- _Task requirements_
Go through the data below line by line and count those containing the word "base". Reply with the count only.

(Stored data entries)
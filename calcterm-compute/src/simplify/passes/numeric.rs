//! Partial evaluation of all-literal subtrees.

use crate::expr::{builder, visit::Restructurer, Expr, Sign};
use crate::number::Number;
use std::rc::Rc;

/// Folds any node whose children are all literals, using only exact operations. Division with a
/// remainder, fractional powers, and anything else without an exact result is left alone.
pub struct NumberReducerBasic;

/// If every child is a literal, returns the contained numbers.
fn all_literals(children: &[Rc<Expr>]) -> Option<Vec<&Number>> {
    children.iter().map(|child| child.as_literal()).collect()
}

impl Restructurer for NumberReducerBasic {
    fn add(&mut self, children: Vec<Rc<Expr>>, signs: &[Sign]) -> Rc<Expr> {
        if let Some(values) = all_literals(&children) {
            let mut sum = Number::zero();
            for (value, sign) in values.into_iter().zip(signs) {
                sum = if sign.is_minus() {
                    sum.sub(value)
                } else {
                    sum.add(value)
                };
            }
            return builder::literal(sum);
        }
        builder::add_signed(children, signs.to_vec())
    }

    fn multiply(&mut self, children: Vec<Rc<Expr>>) -> Rc<Expr> {
        if let Some(values) = all_literals(&children) {
            let mut result = Number::from(1);
            for value in values {
                result = result.mul(value);
            }
            return builder::literal(result);
        }
        builder::multiply_all(children)
    }

    fn divide(&mut self, top: Rc<Expr>, bottom: Rc<Expr>) -> Rc<Expr> {
        if let (Some(a), Some(b)) = (top.as_literal(), bottom.as_literal()) {
            if let Some(result) = a.div_exact(b) {
                return builder::literal(result);
            }
        }
        builder::divide(top, bottom)
    }

    fn modulus(&mut self, top: Rc<Expr>, bottom: Rc<Expr>) -> Rc<Expr> {
        if let (Some(a), Some(b)) = (top.as_literal(), bottom.as_literal()) {
            if let Some(result) = a.checked_mod(b) {
                return builder::literal(result);
            }
        }
        builder::modulus(top, bottom)
    }

    fn power(&mut self, base: Rc<Expr>, exponent: Rc<Expr>) -> Rc<Expr> {
        if let (Some(a), Some(b)) = (base.as_literal(), exponent.as_literal()) {
            if let Some(result) = a.pow_exact(b) {
                return builder::literal(result);
            }
        }
        builder::power(base, exponent)
    }

    fn negate(&mut self, operand: Rc<Expr>) -> Rc<Expr> {
        if let Some(n) = operand.as_literal() {
            return builder::literal(n.negate());
        }
        builder::negate(operand)
    }

    fn factorial(&mut self, operand: Rc<Expr>) -> Rc<Expr> {
        if let Some(result) = operand.as_literal().and_then(Number::checked_factorial) {
            return builder::literal(result);
        }
        builder::factorial(operand)
    }
}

- _Answer section_
3